Attorneys for the families, James and Emily LePage, William Tripp Fonde and Caroline Fonde and Felicia Burdick-Aysenne and Scott Aysenne, said Alabama law recognizes human life as beginning at the moment of conception, when sperm fertilizes an egg.

“This appeal presents this Court with the opportunity to lead the Nation … in proclaiming that all human life is precious from the moment of conception and that remedies do indeed exist for the wrongful deaths of human embryonic children,” according to the LePage brief.

The only difference between embryos implanted inside the body, which would be covered under Alabama’s wrongful death statute, and those stored in a cryogenic freezer is the location, they argued. Alabama voters approved a constitutional amendment in 2018 that protects the rights of unborn children.

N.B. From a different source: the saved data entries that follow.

//! In-memory timetable store.
//!
//! Owns the staff roster, subject catalogue, grid configuration and the
//! last saved timetable for one class. All mutation goes through this
//! API; generation reads a snapshot and hands it to the
//! [`Timetabler`] by value.

use rand::Rng;

use crate::error::TimetableError;
use crate::models::{
    ClassDetails, ScheduleConfiguration, Staff, StaffCommitments, Subject, TimeSlot, Timetable,
};
use crate::scheduler::{empty_timetable, TimetableRequest, Timetabler};
use crate::validation::{validate_input, ValidationResult};

/// Catalogue and timetable for a single class.
#[derive(Debug, Clone, Default)]
pub struct TimetableStore {
    staff: Vec<Staff>,
    subjects: Vec<Subject>,
    settings: ScheduleConfiguration,
    timetable: Timetable,
}

impl TimetableStore {
    /// Creates an empty store with the default grid configuration.
    pub fn new() -> Self {
        Self::default()
    }

    /// Creates a store with the given configuration.
    pub fn with_settings(settings: ScheduleConfiguration) -> Self {
        Self {
            settings,
            ..Self::default()
        }
    }

    pub fn staff(&self) -> &[Staff] {
        &self.staff
    }

    pub fn subjects(&self) -> &[Subject] {
        &self.subjects
    }

    pub fn settings(&self) -> &ScheduleConfiguration {
        &self.settings
    }

    /// The last saved timetable (empty until generated or reset).
    pub fn timetable(&self) -> &Timetable {
        &self.timetable
    }

    pub fn add_staff(&mut self, staff: Staff) {
        self.staff.push(staff);
    }

    /// Replaces the staff member with the same id.
    pub fn update_staff(&mut self, staff: Staff) -> Result<(), TimetableError> {
        let existing = self
            .staff
            .iter_mut()
            .find(|s| s.id == staff.id)
            .ok_or_else(|| TimetableError::StaffNotFound(staff.id.clone()))?;
        *existing = staff;
        Ok(())
    }

    pub fn add_subject(&mut self, subject: Subject) {
        self.subjects.push(subject);
    }

    /// Replaces the subject with the same id, keeping its catalogue position.
    pub fn update_subject(&mut self, subject: Subject) -> Result<(), TimetableError> {
        let existing = self
            .subjects
            .iter_mut()
            .find(|s| s.id == subject.id)
            .ok_or_else(|| TimetableError::SubjectNotFound(subject.id.clone()))?;
        *existing = subject;
        Ok(())
    }

    pub fn update_settings(&mut self, settings: ScheduleConfiguration) {
        self.settings = settings;
    }

    pub fn update_class_details(&mut self, details: ClassDetails) {
        self.settings.class_details = details;
    }

    pub fn save_timetable(&mut self, timetable: Timetable) {
        self.timetable = timetable;
    }

    /// Replaces one slot of the saved timetable (manual edit).
    pub fn update_slot(&mut self, slot: TimeSlot) {
        self.timetable.update_slot(slot);
    }

    /// Replaces the saved timetable with an empty grid.
    pub fn reset_timetable(&mut self) -> &Timetable {
        self.timetable = empty_timetable(&self.settings);
        &self.timetable
    }

    pub fn subject_by_id(&self, id: &str) -> Option<&Subject> {
        self.subjects.iter().find(|s| s.id == id)
    }

    pub fn staff_by_id(&self, id: &str) -> Option<&Staff> {
        self.staff.iter().find(|s| s.id == id)
    }

    /// Staff assigned to the given subject.
    pub fn staff_by_subject_id(&self, subject_id: &str) -> Option<&Staff> {
        self.subject_by_id(subject_id)
            .and_then(|subject| self.staff_by_id(&subject.staff_id))
    }

    /// Runs advisory validation on the stored catalogue.
    pub fn validate(&self) -> ValidationResult {
        validate_input(&self.subjects, &self.staff, &self.settings)
    }

    /// Snapshot of the catalogue as a generation request.
    pub fn request(&self) -> TimetableRequest {
        TimetableRequest::new(self.subjects.clone(), self.staff.clone())
            .with_settings(self.settings.clone())
    }

    /// Generates and saves a new timetable.
    ///
    /// # Errors
    /// [`TimetableError::NoSubjects`] or [`TimetableError::NoStaff`] if
    /// the catalogue is empty; the saved timetable is left untouched.
    pub fn generate<R: Rng>(
        &mut self,
        timetabler: &Timetabler,
        commitments: StaffCommitments,
        rng: &mut R,
    ) -> Result<&Timetable, TimetableError> {
        if self.subjects.is_empty() {
            return Err(TimetableError::NoSubjects);
        }
        if self.staff.is_empty() {
            return Err(TimetableError::NoStaff);
        }

        let request = self.request().with_commitments(commitments);
        self.timetable = timetabler.generate_with_rng(&request, rng);
        tracing::info!(
            slots = self.timetable.len(),
            free = self.timetable.free_slot_count(),
            "Timetable generated"
        );
        Ok(&self.timetable)
    }
}

#[cfg(test)]
mod tests {
    use rand::rngs::StdRng;
    use rand::SeedableRng;

    use super::*;
    use crate::models::Weekday;
    use crate::scheduler::testing::{sample_staff, sample_subjects};
    use crate::validation::ValidationErrorKind;

    fn loaded_store() -> TimetableStore {
        let mut store = TimetableStore::new();
        for s in sample_staff() {
            store.add_staff(s);
        }
        for s in sample_subjects(2) {
            store.add_subject(s);
        }
        store
    }

    #[test]
    fn test_lookups() {
        let store = loaded_store();
        assert_eq!(store.staff().len(), 6);
        assert_eq!(store.subjects().len(), 12);
        assert_eq!(store.subject_by_id("OS").unwrap().periods_per_week, 6);
        assert_eq!(store.staff_by_id("T3").unwrap().name, "Teacher 3");
        assert_eq!(store.staff_by_subject_id("ML LAB").unwrap().id, "T3");
        assert!(store.staff_by_subject_id("NONE").is_none());
        assert!(store.subject_by_id("NONE").is_none());
    }

    #[test]
    fn test_updates() {
        let mut store = loaded_store();
        store
            .update_subject(Subject::new("OS", "T1").with_periods_per_week(4))
            .unwrap();
        assert_eq!(store.subject_by_id("OS").unwrap().staff_id, "T1");
        assert_eq!(store.subjects()[1].id, "OS");

        store
            .update_staff(Staff::new("T1").with_name("Renamed"))
            .unwrap();
        assert_eq!(store.staff_by_id("T1").unwrap().name, "Renamed");

        assert!(matches!(
            store.update_subject(Subject::new("X", "T1")),
            Err(TimetableError::SubjectNotFound(id)) if id == "X"
        ));
        assert!(matches!(
            store.update_staff(Staff::new("X")),
            Err(TimetableError::StaffNotFound(_))
        ));
    }

    #[test]
    fn test_class_details() {
        let mut store = TimetableStore::new();
        store.update_class_details(ClassDetails {
            section: "B".into(),
            ..Default::default()
        });
        assert_eq!(store.settings().class_details.section, "B");
        assert_eq!(store.settings().periods_per_day(), 7);
    }

    #[test]
    fn test_generate_requires_catalogue() {
        let mut rng = StdRng::seed_from_u64(0);
        let timetabler = Timetabler::new();

        let mut store = TimetableStore::new();
        store.add_staff(Staff::new("T1"));
        assert!(matches!(
            store.generate(&timetabler, StaffCommitments::new(), &mut rng),
            Err(TimetableError::NoSubjects)
        ));

        let mut store = TimetableStore::new();
        store.add_subject(Subject::new("OS", "T1"));
        assert!(matches!(
            store.generate(&timetabler, StaffCommitments::new(), &mut rng),
            Err(TimetableError::NoStaff)
        ));
        assert!(store.timetable().is_empty());
    }

    #[test]
    fn test_generate_saves_timetable() {
        let mut store = loaded_store();
        assert!(store.validate().is_ok());

        let mut rng = StdRng::seed_from_u64(8);
        let generated = store
            .generate(&Timetabler::new(), StaffCommitments::new(), &mut rng)
            .unwrap()
            .clone();
        assert_eq!(generated.len(), 54);
        assert_eq!(store.timetable(), &generated);
        assert_eq!(store.timetable().free_slot_count(), 0);
    }

    #[test]
    fn test_second_class_avoids_shared_staff() {
        let mut first = loaded_store();
        let mut rng = StdRng::seed_from_u64(21);
        let timetabler = Timetabler::new();
        first
            .generate(&timetabler, StaffCommitments::new(), &mut rng)
            .unwrap();

        // A lighter second class sharing T1
        let mut second = TimetableStore::new();
        second.add_staff(Staff::new("T1"));
        second.add_subject(Subject::new("PAS-B", "T1").with_periods_per_week(5));
        let commitments = StaffCommitments::from_slots(&first.timetable().slots);
        let t = second
            .generate(&timetabler, commitments.clone(), &mut rng)
            .unwrap();

        assert_eq!(t.periods_for_subject("PAS-B"), 5);
        assert!(t.staff_conflicts(&commitments).is_empty());
    }

    #[test]
    fn test_reset_and_manual_edit() {
        let mut store = loaded_store();
        assert_eq!(store.reset_timetable().free_slot_count(), 42);

        store.update_slot(TimeSlot::teaching(Weekday::Monday, 1).with_assignment("OS", "T2"));
        let slot = store.timetable().slot_at(Weekday::Monday, 1).unwrap();
        assert_eq!(slot.subject_id.as_deref(), Some("OS"));
        assert_eq!(store.timetable().len(), 54);
    }

    #[test]
    fn test_validate_reports_unknown_staff() {
        let mut store = TimetableStore::new();
        store.add_staff(Staff::new("T1"));
        store.add_subject(Subject::new("OS", "T7"));
        let errors = store.validate().unwrap_err();
        assert_eq!(errors[0].kind, ValidationErrorKind::InvalidStaffReference);
    }

    #[test]
    fn test_with_settings() {
        let store = TimetableStore::with_settings(ScheduleConfiguration::with_periods(4));
        assert_eq!(store.settings().periods_per_day(), 4);
        assert_eq!(store.request().settings.periods_per_day(), 4);
    }
}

Attorneys for the clinic argued that frozen embryos should not be covered under the wrongful death statute because they are not covered under the homicide statute or in other key parts of Alabama law. The destruction of the embryos happened when a patient from Infirmary Medical Center left another part of the hospital and walked into the cryogenic freezer area, which hadn’t been secured. After he dropped the frozen embryos, they couldn’t be saved, according to the brief. The person was not charged with murder.

Alabama has five clinics that perform advanced reproductive technology, which includes in vitro fertilization. An amicus brief filed by the Medical Association of the State of Alabama said many doctors retrieve multiple eggs for in vitro fertilization and create several embryos. That prevents women from having to undergo the surgical procedure multiple times for multiple children.

Parents pay to store unused embryos. But sometimes embryos are destroyed or donated for research if there are genetic problems or if they are unlikely to develop normally in utero, the medical association said. Requiring fertility clinics to store all unused embryos forever would push up the costs for patients.

“The Appellants’ position would require such embryos to remain in cryogenic storage even after the couple who underwent the IVF treatment have died and potentially even after the couple’s children, grandchildren, and even great grandchildren have died,” the medical association brief said. “This absurd result would be the outcome if this Court extends wrongful death liability to the destruction of cryopreserved embryos.”

Although fertility treatment has improved, failure rates still hover at around 50 percent for women who are young, raising the possibility of lawsuits for failed implantations.

“The Appellants’ position would result in physicians being potentially liable for wrongful death any time in vitro embryos fail to develop into a successful pregnancy,” the brief said.

Lawyers for the families argued that Alabama law has gone to great lengths to protect human embryos and fetuses, which should extend to lawsuits for wrongful death.

“Each embryonic child destroyed was special and unique,” the brief said. “Each human life destroyed can never be recreated. Each life taken has forever been lost to the Plaintiffs and the world. The fact that Plaintiffs may be able to conceive different children in the future is not a defense to killing the children Plaintiffs already conceived.”